WORK REQUEST =
Examine each line of the data. Copy the line if it includes the word "year".

Collected data entries =
[Start of Attachment]
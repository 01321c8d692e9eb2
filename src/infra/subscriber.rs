use crate::app::ports::{SubscriptionPort, SubscriptionReceipt, SubscriptionSpec};
use crate::constants::{COLLABORATOR_TIMEOUT_SECS, LOGIN_TIMEOUT_SECS};
use crate::error::{CuratorError, Result};
use crate::types::MediaKind;
use async_trait::async_trait;
use serde_json::{json, Map, Value};
use std::time::Duration;
use tracing::{debug, info};

/// Subscription-manager client (MoviePilot-compatible API).
///
/// Every call logs in first; tokens are short-lived and the call volume is a
/// handful per day, so caching them buys nothing.
pub struct SubscriptionClient {
    client: reqwest::Client,
    host: String,
    username: String,
    password: String,
}

impl SubscriptionClient {
    pub fn new(host: &str, username: &str, password: &str) -> Result<Self> {
        if host.trim().is_empty() || username.trim().is_empty() {
            return Err(CuratorError::Config(
                "subscription manager host or username not configured".to_string(),
            ));
        }
        let client = reqwest::Client::builder()
            .timeout(Duration::from_secs(COLLABORATOR_TIMEOUT_SECS))
            .build()?;
        Ok(Self {
            client,
            host: host.trim_end_matches('/').to_string(),
            username: username.to_string(),
            password: password.to_string(),
        })
    }

    async fn access_token(&self) -> Result<String> {
        let resp = self
            .client
            .post(format!("{}/api/v1/login/access-token", self.host))
            .timeout(Duration::from_secs(LOGIN_TIMEOUT_SECS))
            .form(&[("username", self.username.as_str()), ("password", self.password.as_str())])
            .send()
            .await?;
        if !resp.status().is_success() {
            return Err(CuratorError::Api {
                message: format!("login returned HTTP {}", resp.status()),
            });
        }
        let body: Value = resp.json().await?;
        body["access_token"]
            .as_str()
            .map(str::to_string)
            .ok_or_else(|| CuratorError::MissingField("access_token".to_string()))
    }
}

/// The API reports business-level failures inside a 200 response; success is
/// `success: true` or `code: 0`.
fn business_success(body: &Value) -> bool {
    body["success"].as_bool() == Some(true) || body["code"].as_i64() == Some(0)
}

fn build_payload(spec: &SubscriptionSpec) -> Value {
    let mut payload = Map::new();
    payload.insert("name".to_string(), json!(spec.name));
    payload.insert(
        "type".to_string(),
        json!(match spec.media_type {
            MediaKind::Movie => "电影",
            MediaKind::Tv => "电视剧",
        }),
    );
    payload.insert("tmdbid".to_string(), json!(spec.tmdb_id));
    payload.insert("season".to_string(), json!(spec.season.unwrap_or(1)));
    if let Some(year) = &spec.year {
        payload.insert("year".to_string(), json!(year));
    }
    payload.insert("best_version".to_string(), json!(true));
    payload.insert("remark".to_string(), json!(spec.remark));
    for (key, value) in &spec.action_params {
        // Empty site lists mean "all sites"; omit rather than send []
        if key == "sites" && value.as_array().map(|a| a.is_empty()).unwrap_or(false) {
            continue;
        }
        payload.insert(key.clone(), value.clone());
    }
    Value::Object(payload)
}

#[async_trait]
impl SubscriptionPort for SubscriptionClient {
    async fn create_subscription(&self, spec: &SubscriptionSpec) -> Result<SubscriptionReceipt> {
        let token = self.access_token().await?;
        let payload = build_payload(spec);
        debug!(payload = %payload, "subscription payload");

        let resp = self
            .client
            .post(format!("{}/api/v1/subscribe/", self.host))
            .bearer_auth(token)
            .json(&payload)
            .send()
            .await?;
        if !resp.status().is_success() {
            return Err(CuratorError::Api {
                message: format!("subscribe returned HTTP {}", resp.status()),
            });
        }
        let body: Value = resp.json().await?;
        if !business_success(&body) {
            return Err(CuratorError::Api {
                message: format!("subscribe rejected: {body}"),
            });
        }
        let id = body["data"]["id"].as_i64();
        info!(name = %spec.name, ?id, "subscription created");
        Ok(SubscriptionReceipt { id })
    }

    async fn update_subscription(&self, spec: &SubscriptionSpec) -> Result<()> {
        let token = self.access_token().await?;
        let payload = build_payload(spec);

        let resp = self
            .client
            .put(format!("{}/api/v1/subscribe/", self.host))
            .bearer_auth(token)
            .json(&payload)
            .send()
            .await?;
        if !resp.status().is_success() {
            return Err(CuratorError::Api {
                message: format!("subscription update returned HTTP {}", resp.status()),
            });
        }
        let body: Value = resp.json().await?;
        if !business_success(&body) {
            return Err(CuratorError::Api {
                message: format!("subscription update rejected: {body}"),
            });
        }
        info!(name = %spec.name, "subscription updated");
        Ok(())
    }

    async fn get_subscription(&self, id: i64) -> Result<Option<Value>> {
        let token = self.access_token().await?;
        let resp = self
            .client
            .get(format!("{}/api/v1/subscribe/{}", self.host, id))
            .bearer_auth(token)
            .send()
            .await?;
        match resp.status() {
            s if s.is_success() => Ok(Some(resp.json().await?)),
            reqwest::StatusCode::NOT_FOUND => Ok(None),
            s => Err(CuratorError::Api {
                message: format!("subscription lookup returned HTTP {s}"),
            }),
        }
    }
}
use crate::app::ports::{
    ConfigStorePort, HistoryStorePort, LabelSubject, LabelingPort, MediaServerPort, MetadataPort,
    SchemeKind, SubscriptionPort, SubscriptionSpec, TagMode, TagUpdate,
};
use crate::classifier::{classify, FeatureSet};
use crate::constants::{HISTORY_FAILED, HISTORY_SKIPPED, HISTORY_SUCCESS};
use crate::debounce::Debouncer;
use crate::error::CuratorError;
use crate::labelmatch::{associate_labels, clean_display_name};
use crate::matcher::{match_scheme, DEFAULT_SCHEME};
use crate::rules::Scheme;
use crate::types::{
    DispatchOutcome, EntityKind, HistoryEntry, MediaKind, NormalizedEvent, SeriesPayload,
};
use metrics::counter;
use std::sync::Arc;
use std::time::Duration;
use tracing::{error, info, instrument, warn};

/// Routes normalized events to immediate processing or the debounce window,
/// and owns the downstream workflows (tagging, re-subscription).
///
/// Failures inside one event's processing are contained to that event: the
/// outcome reports them, nothing propagates.
#[derive(Clone)]
pub struct Dispatcher {
    media_server: Arc<dyn MediaServerPort>,
    metadata: Arc<dyn MetadataPort>,
    subscriber: Arc<dyn SubscriptionPort>,
    labeler: Arc<dyn LabelingPort>,
    history: Arc<dyn HistoryStorePort>,
    config_store: Arc<dyn ConfigStorePort>,
    debouncer: Arc<Debouncer<SeriesPayload>>,
    debounce_window: Duration,
}

impl Dispatcher {
    #[allow(clippy::too_many_arguments)]
    pub fn new(
        media_server: Arc<dyn MediaServerPort>,
        metadata: Arc<dyn MetadataPort>,
        subscriber: Arc<dyn SubscriptionPort>,
        labeler: Arc<dyn LabelingPort>,
        history: Arc<dyn HistoryStorePort>,
        config_store: Arc<dyn ConfigStorePort>,
        debounce_window: Duration,
    ) -> Self {
        Self {
            media_server,
            metadata,
            subscriber,
            labeler,
            history,
            config_store,
            debouncer: Arc::new(Debouncer::new()),
            debounce_window,
        }
    }

    /// Number of series currently parked in the debounce window.
    pub fn pending_series(&self) -> usize {
        self.debouncer.pending()
    }

    /// True when no series is parked and no debounced tagging run is still
    /// executing. The shutdown path waits on this so a firing that has
    /// claimed its payload is not dropped mid-workflow.
    pub fn series_idle(&self) -> bool {
        self.debouncer.is_idle()
    }

    #[instrument(skip(self, event), fields(kind = ?event.entity_kind, name = %event.display_name))]
    pub async fn handle(&self, event: NormalizedEvent) -> DispatchOutcome {
        counter!("curator_events_received_total").increment(1);
        let outcome = match event.entity_kind {
            EntityKind::Movie => self.tag_workflow_for_event(&event).await,
            EntityKind::Series | EntityKind::Episode => self.defer_series(&event),
            EntityKind::SubscriptionCompleted => self.wash_workflow(&event).await,
            EntityKind::SubscriptionAdded => self.subscribe_workflow(&event).await,
        };
        match &outcome {
            DispatchOutcome::Failed(reason) => {
                counter!("curator_events_failed_total").increment(1);
                error!(reason, "event handling failed");
            }
            other => {
                counter!("curator_events_handled_total").increment(1);
                info!(outcome = ?other, "event handled");
            }
        }
        outcome
    }

    /// Series and episode events share one debounce key: the series id. An
    /// episode without a resolvable parent has no grouping key and is
    /// dropped with a warning.
    fn defer_series(&self, event: &NormalizedEvent) -> DispatchOutcome {
        let series_id = match event.entity_kind {
            EntityKind::Series => Some(event.entity_id.clone()),
            EntityKind::Episode => event.parent_series_id.clone(),
            _ => unreachable!("defer_series only sees series/episode events"),
        };
        let Some(series_id) = series_id else {
            warn!(name = %event.display_name, "episode without parent series id, dropping");
            return DispatchOutcome::Skipped("episode has no parent series id".to_string());
        };

        let payload = SeriesPayload::from_event(series_id.clone(), event);
        let dispatcher = self.clone();
        self.debouncer
            .submit(&series_id, payload, self.debounce_window, move |payload| async move {
                dispatcher.process_series_fire(payload).await;
            });
        DispatchOutcome::Deferred
    }

    async fn process_series_fire(&self, payload: SeriesPayload) {
        info!(series = %payload.display_name, "debounce window elapsed, tagging series");
        let outcome = self
            .tag_workflow(
                &payload.series_id,
                &payload.display_name,
                payload.year,
                payload.overview.as_deref(),
            )
            .await;
        if let DispatchOutcome::Failed(reason) = outcome {
            // Terminal for this firing; no automatic re-arm.
            error!(series = %payload.display_name, reason, "debounced tagging failed");
        }
    }

    async fn tag_workflow_for_event(&self, event: &NormalizedEvent) -> DispatchOutcome {
        self.tag_workflow(
            &event.entity_id,
            &event.display_name,
            event.year,
            event.overview.as_deref(),
        )
        .await
    }

    /// Label an item via the AI labeler and write the tags back, unless the
    /// item already carries tags (idempotency guard at fire time).
    async fn tag_workflow(
        &self,
        item_id: &str,
        display_name: &str,
        year: Option<i32>,
        overview: Option<&str>,
    ) -> DispatchOutcome {
        // Re-fetch current state; the event payload may be stale by now.
        let item = match self.media_server.get_item(item_id).await {
            Ok(Some(item)) => item,
            Ok(None) => {
                warn!(item_id, "item not found on media server");
                return DispatchOutcome::Skipped("item not found".to_string());
            }
            Err(e) => return DispatchOutcome::Failed(format!("media server lookup: {e}")),
        };

        if !item.tags.is_empty() {
            info!(item_id, tags = ?item.tags, "item already tagged, skipping");
            counter!("curator_tagging_skipped_total").increment(1);
            return DispatchOutcome::AlreadySatisfied;
        }

        let subject = clean_display_name(display_name);
        let subjects = vec![LabelSubject {
            name: subject.clone(),
            year: year.or(item.year),
            overview: overview.map(str::to_string).or(item.overview.clone()),
        }];
        let response = self.labeler.suggest_labels(&subjects).await;
        if response.is_empty() {
            warn!(subject, "labeler returned nothing");
            return DispatchOutcome::Skipped("no labels suggested".to_string());
        }

        let labels = match associate_labels(&subject, &response) {
            Ok(labels) if !labels.is_empty() => labels,
            Ok(_) => return DispatchOutcome::Skipped("empty label list".to_string()),
            Err(e @ CuratorError::AmbiguousMatch { .. }) => {
                warn!(subject, %e, "cannot associate labeling result");
                return DispatchOutcome::Skipped("ambiguous labeling result".to_string());
            }
            Err(e) => return DispatchOutcome::Failed(format!("label association: {e}")),
        };

        match self.media_server.set_tags(item_id, &labels, TagMode::Merge).await {
            Ok(TagUpdate::Updated) => {
                counter!("curator_tagging_applied_total").increment(1);
                info!(item_id, ?labels, "tags applied");
                DispatchOutcome::Acted
            }
            Ok(TagUpdate::Unchanged) => DispatchOutcome::AlreadySatisfied,
            Err(e) => DispatchOutcome::Failed(format!("tag update: {e}")),
        }
    }

    /// Re-subscribe a completed subscription under the matched wash scheme.
    async fn wash_workflow(&self, event: &NormalizedEvent) -> DispatchOutcome {
        let Some(tmdb_id) = event.tmdb_id().and_then(|id| id.parse::<i64>().ok()) else {
            warn!(name = %event.display_name, "subscription event without tmdb id");
            return DispatchOutcome::Skipped("no tmdb id".to_string());
        };

        let schemes = match self.config_store.schemes(SchemeKind::Wash).await {
            Ok(schemes) => schemes,
            Err(e) => return DispatchOutcome::Failed(format!("config read: {e}")),
        };

        let (subject, category) = self.subject_and_category(event, tmdb_id).await;
        let scheme = match match_scheme(&subject, category.as_deref(), &schemes) {
            Some(scheme) => scheme.clone(),
            // Compiled-in last resort, distinct from configuration
            None => DEFAULT_SCHEME.clone(),
        };
        info!(name = %event.display_name, scheme = %scheme.name, "wash scheme selected");

        let spec = subscription_spec(event, tmdb_id, &scheme, MediaKind::Tv);
        match self.subscriber.create_subscription(&spec).await {
            Ok(receipt) => {
                counter!("curator_wash_success_total").increment(1);
                let message = match receipt.id {
                    Some(id) => format!("subscription id: {id}"),
                    None => "subscription created".to_string(),
                };
                self.record_history(event, &scheme, HISTORY_SUCCESS, &message).await;
                DispatchOutcome::Acted
            }
            Err(e) => {
                counter!("curator_wash_failed_total").increment(1);
                self.record_history(event, &scheme, HISTORY_FAILED, &e.to_string()).await;
                DispatchOutcome::Failed(format!("create subscription: {e}"))
            }
        }
    }

    /// Apply a follow-up configuration scheme to a newly-created
    /// subscription. No compiled-in default here: no match means no-op.
    async fn subscribe_workflow(&self, event: &NormalizedEvent) -> DispatchOutcome {
        let Some(tmdb_id) = event.tmdb_id().and_then(|id| id.parse::<i64>().ok()) else {
            warn!(name = %event.display_name, "subscription event without tmdb id");
            return DispatchOutcome::Skipped("no tmdb id".to_string());
        };

        let schemes = match self.config_store.schemes(SchemeKind::Subscribe).await {
            Ok(schemes) => schemes,
            Err(e) => return DispatchOutcome::Failed(format!("config read: {e}")),
        };

        let (subject, category) = self.subject_and_category(event, tmdb_id).await;
        let Some(scheme) = match_scheme(&subject, category.as_deref(), &schemes).cloned() else {
            info!(name = %event.display_name, "no subscribe scheme matched");
            self.record_history(event, &DEFAULT_SCHEME, HISTORY_SKIPPED, "no scheme matched")
                .await;
            return DispatchOutcome::Skipped("no scheme matched".to_string());
        };
        info!(name = %event.display_name, scheme = %scheme.name, "subscribe scheme selected");

        let spec = subscription_spec(event, tmdb_id, &scheme, MediaKind::Tv);
        match self.subscriber.update_subscription(&spec).await {
            Ok(()) => {
                self.record_history(event, &scheme, HISTORY_SUCCESS, "subscription updated").await;
                DispatchOutcome::Acted
            }
            Err(e) => {
                self.record_history(event, &scheme, HISTORY_FAILED, &e.to_string()).await;
                DispatchOutcome::Failed(format!("update subscription: {e}"))
            }
        }
    }

    /// Build the matcher inputs: subject text is the display name plus the
    /// library the item lives in; category is the upstream-assigned one, or
    /// the classifier's verdict when the upstream left it blank.
    async fn subject_and_category(
        &self,
        event: &NormalizedEvent,
        tmdb_id: i64,
    ) -> (String, Option<String>) {
        let library = match self.media_server.find_library_name(&tmdb_id.to_string()).await {
            Ok(library) => library,
            Err(e) => {
                // Enrichment only; a failed lookup narrows the subject text
                warn!(%e, "library lookup failed");
                None
            }
        };
        let subject = match &library {
            Some(library) => format!("{} {}", event.display_name, library),
            None => event.display_name.clone(),
        };

        let category = match &event.raw_category {
            Some(category) if !category.trim().is_empty() => Some(category.clone()),
            _ => self.classify_category(&tmdb_id.to_string(), MediaKind::Tv).await,
        };
        (subject, category)
    }

    /// Metadata lookup plus category rules; any failure degrades to None.
    async fn classify_category(&self, external_id: &str, kind: MediaKind) -> Option<String> {
        let rules = match self.config_store.category_rules().await {
            Ok(rules) if !rules.is_empty() => rules,
            Ok(_) => return None,
            Err(e) => {
                warn!(%e, "category rules unavailable");
                return None;
            }
        };
        let details = match self.metadata.get_details(external_id, kind).await {
            Ok(Some(details)) => details,
            Ok(None) => return None,
            Err(e) => {
                warn!(%e, external_id, "metadata lookup failed");
                return None;
            }
        };
        let features = FeatureSet::from_metadata(&details, kind);
        classify(&features, kind, &rules)
    }

    /// Fire-and-forget ledger append; failures never affect the workflow.
    async fn record_history(&self, event: &NormalizedEvent, scheme: &Scheme, status: &str, message: &str) {
        let entry = HistoryEntry {
            id: uuid::Uuid::new_v4().to_string(),
            name: event.display_name.clone(),
            season: event.season,
            external_id: event.tmdb_id().map(str::to_string),
            status: status.to_string(),
            message: message.to_string(),
            action_params: serde_json::json!({
                "scheme": scheme.name,
                "params": scheme.action_params,
            }),
            created_at: chrono::Utc::now(),
        };
        if let Err(e) = self.history.record(&entry).await {
            warn!(%e, "history append failed");
        }
    }
}

fn subscription_spec(
    event: &NormalizedEvent,
    tmdb_id: i64,
    scheme: &Scheme,
    media_type: MediaKind,
) -> SubscriptionSpec {
    SubscriptionSpec {
        name: event.display_name.clone(),
        tmdb_id,
        season: event.season.or(Some(1)),
        year: event.year.map(|y| y.to_string()),
        media_type,
        action_params: scheme.action_params.clone(),
        remark: format!("auto-wash:{}", scheme.name),
    }
}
[End of Attachment]
SOLVED EXERCISE =
    if let Some(year) = &spec.year {
        payload.insert("year".to_string(), json!(year));
                payload.year,
            event.year,
        year: Option<i32>,
            year: year.or(item.year),
        year: event.year.map(|y| y.to_string()),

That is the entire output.